Recognition of protein-binding sites from the upstream regions of genes is a highly important and unsolved problem. In this paper, we present a new approach for studying this challenging issue. We formulate the binding-site recognition problem as a cluster identification problem, i.e., to identify clusters in a data set that exhibit significantly different features (e.g., density) than the overall background of the data set. We have developed a general framework for solving such a cluster identification problem. The foundation of the framework is a rigorous relationship between data clusters and subtrees of a minimum spanning tree (MST) representation of a data set. We have proposed a formal and general definition of clusters, and have demonstrated that a cluster is always represented as a connected component of the MST, and further it corresponds to a substring of a linear representation of the MST. Hence a cluster identification problem is reduced to a problem of finding substrings with certain features, for which algorithms have been developed. We have applied this MST-based cluster identification algorithm to a number of binding site identification problems. The results are highly encouraging.

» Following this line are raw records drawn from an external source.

//! Config path resolution and default file creation.

use marquee_common::ConfigError;
use std::path::{Path, PathBuf};
use tracing::info;

use super::template::default_config_toml;
use crate::toml_writer::write_atomic;

/// Get the platform-specific default config file path.
pub fn default_config_path() -> Result<PathBuf, ConfigError> {
    let config_dir = dirs::config_dir()
        .ok_or_else(|| ConfigError::ParseError("could not determine config directory".into()))?;
    Ok(config_dir.join("marquee").join("config.toml"))
}

/// Create a default TOML config file with documentation comments.
pub fn create_default_config(path: &Path) -> Result<(), ConfigError> {
    write_atomic(path, &default_config_toml())?;
    info!(path = %path.display(), "Created default config");
    Ok(())
}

从基因上游区域识别蛋白质结合位点是一个极其重要但尚未解决的问题。在本文中,我们提出了一种研究这一具有挑战性问题的新方法。我们将结合位点识别问题表述为一个聚类识别问题,即识别数据集中与数据集整体背景具有显著不同特征(如密度)的聚类。我们开发了一个用于解决此类聚类识别问题的通用框架。该框架的基础是数据聚类与数据集最小生成树(MST)表示的子树之间的严格关系。我们提出了聚类的形式化通用定义,并证明一个聚类总是表示为MST的一个连通分量,并且进一步它对应于MST线性表示的一个子串。因此,聚类识别问题简化为寻找具有某些特征子串的问题,针对此已开发出算法。我们已将这种基于MST的聚类识别算法应用于多个结合位点识别问题。结果非常令人鼓舞。